- _INSTRUCTIONS TO FOLLOW_: Exact repetition is required: reproduce every line of the data.

- _ENTRIES SHOWN_:
==========

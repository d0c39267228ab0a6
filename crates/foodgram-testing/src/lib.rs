//! Test utilities for Foodgram services.
//!
//! Import from dev-dependencies only, never from production code.

pub mod auth;
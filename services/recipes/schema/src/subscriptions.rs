use sea_orm::entity::prelude::*;

/// `user_id` follows `author_id`. The two never match (CHECK constraint).
#[derive(Clone, Debug, PartialEq, Eq, DeriveEntityModel)]
#[sea_orm(table_name = "subscriptions")]
pub struct Model {
    #[sea_orm(primary_key, auto_increment = false)]
    pub user_id: i32,
    #[sea_orm(primary_key, auto_increment = false)]
    pub author_id: i32,
    pub subscribed_at: chrono::DateTime<chrono::Utc>,
}

#[derive(Copy, Clone, Debug, EnumIter, DeriveRelation)]
pub enum Relation {
    #[sea_orm(
        belongs_to = "super::users::Entity",
        from = "Column::UserId",
        to = "super::users::Column::Id",
        on_delete = "Cascade"
    )]
    Subscriber,
    #[sea_orm(
        belongs_to = "super::users::Entity",
        from = "Column::AuthorId",
        to = "super::users::Column::Id",
        on_delete = "Cascade"
    )]
    Author,
}

impl ActiveModelBehavior for ActiveModel {}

==========

- _RESPONSE TO THE TASK_:
repository d0c39267228ab0a6
filename crates/foodgram-testing/src/lib.rs
//! Test utilities for Foodgram services.
//!
//! Import from dev-dependencies only, never from production code.

pub mod auth;
filename services/recipes/schema/src/subscriptions.rs
use sea_orm::entity::prelude::*;

/// `user_id` follows `author_id`. The two never match (CHECK constraint).
#[derive(Clone, Debug, PartialEq, Eq, DeriveEntityModel)]
#[sea_orm(table_name = "subscriptions")]
pub struct Model {
    #[sea_orm(primary_key, auto_increment = false)]
    pub user_id: i32,
    #[sea_orm(primary_key, auto_increment = false)]
    pub author_id: i32,
    pub subscribed_at: chrono::DateTime<chrono::Utc>,
}

#[derive(Copy, Clone, Debug, EnumIter, DeriveRelation)]
pub enum Relation {
    #[sea_orm(
        belongs_to = "super::users::Entity",
        from = "Column::UserId",
        to = "super::users::Column::Id",
        on_delete = "Cascade"
    )]
    Subscriber,
    #[sea_orm(
        belongs_to = "super::users::Entity",
        from = "Column::AuthorId",
        to = "super::users::Column::Id",
        on_delete = "Cascade"
    )]
    Author,
}

impl ActiveModelBehavior for ActiveModel {}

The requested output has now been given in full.